**Data**
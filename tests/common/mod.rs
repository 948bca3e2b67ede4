//! Shared fixtures for the integration tests
#![allow(dead_code)]

use std::io::Write;
use tempfile::NamedTempFile;

pub const MOCK_CONTENT: &str = "\
# This is a test entry
localhost:5432:*:kermit:

# Old entry
# bouncer:6000:*:rubber:buggy

bouncer:6000:*:rubber:buggy

# Another Test
foo.abjdite.us-east-1.redshift.amazonaws.com:5439:*:fonzy:b3ar
foo\\:bar:6000:*:baz:qux
";

/// Write a password file readable only by its owner
pub fn write_passfile(contents: &str) -> NamedTempFile {
    let mut file = NamedTempFile::new().unwrap();
    file.write_all(contents.as_bytes()).unwrap();
    file.flush().unwrap();
    #[cfg(unix)]
    set_mode(file.path(), 0o600);
    file
}

#[cfg(unix)]
pub fn set_mode(path: &std::path::Path, mode: u32) {
    use std::os::unix::fs::PermissionsExt;
    std::fs::set_permissions(path, std::fs::Permissions::from_mode(mode)).unwrap();
}
/// Application-wide configuration constants and default resolution

use std::env;

use crate::error::PgPassError;
use crate::types::ConnectionParams;

// Connection defaults
pub const DEFAULT_POSTGRES_HOST: &str = "localhost";
pub const DEFAULT_POSTGRES_PORT: u16 = 5432;

// Password file location
pub const PGPASSFILE_ENV: &str = "PGPASSFILE";
pub const PGPASS_FILE_NAME: &str = ".pgpass";

// Password file grammar
pub const WILDCARD: &str = "*";
pub const FIELD_SEPARATOR: char = ':';
pub const ESCAPE_CHAR: char = '\\';
pub const COMMENT_PREFIX: char = '#';
pub const FIELD_COUNT: usize = 5;

// Group-read and other-read permission bits
pub const GROUP_READ_BIT: u32 = 0o040;
pub const OTHER_READ_BIT: u32 = 0o004;

/// Name of the user running the process, taken from `USER` or `USERNAME`.
/// Falls back to the PostgreSQL superuser name when neither is set.
pub fn current_os_user() -> String {
    env::var("USER")
        .ok()
        .filter(|user| !user.is_empty())
        .or_else(|| env::var("USERNAME").ok().filter(|user| !user.is_empty()))
        .unwrap_or_else(|| "postgres".to_string())
}

/// Normalize a string-typed port from a caller into a port number
pub fn parse_query_port(value: &str) -> Result<u16, PgPassError> {
    value
        .trim()
        .parse::<u16>()
        .map_err(|_| PgPassError::InvalidArgument {
            name: "port".to_string(),
            value: value.to_string(),
        })
}

impl ConnectionParams {
    /// Fill in the connection defaults: `localhost`, port 5432, the current OS
    /// user, and a database named after the user.
    pub fn with_defaults(
        host: Option<&str>,
        port: Option<u16>,
        dbname: Option<&str>,
        user: Option<&str>,
    ) -> Self {
        let user = user
            .map(str::to_string)
            .unwrap_or_else(current_os_user);
        let dbname = dbname.map(str::to_string).unwrap_or_else(|| user.clone());

        Self {
            host: host.unwrap_or(DEFAULT_POSTGRES_HOST).to_string(),
            port: port.unwrap_or(DEFAULT_POSTGRES_PORT),
            dbname,
            user,
        }
    }
}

**Work item**
Repeat word for word the lines above that run from the line containing "use crate::types::ConnectionParams;" through the line containing "pub const COMMENT_PREFIX: char = '#';", both ends included, and nothing else.

**Response to the exercise**
use crate::types::ConnectionParams;

// Connection defaults
pub const DEFAULT_POSTGRES_HOST: &str = "localhost";
pub const DEFAULT_POSTGRES_PORT: u16 = 5432;

// Password file location
pub const PGPASSFILE_ENV: &str = "PGPASSFILE";
pub const PGPASS_FILE_NAME: &str = ".pgpass";

// Password file grammar
pub const WILDCARD: &str = "*";
pub const FIELD_SEPARATOR: char = ':';
pub const ESCAPE_CHAR: char = '\\';
pub const COMMENT_PREFIX: char = '#';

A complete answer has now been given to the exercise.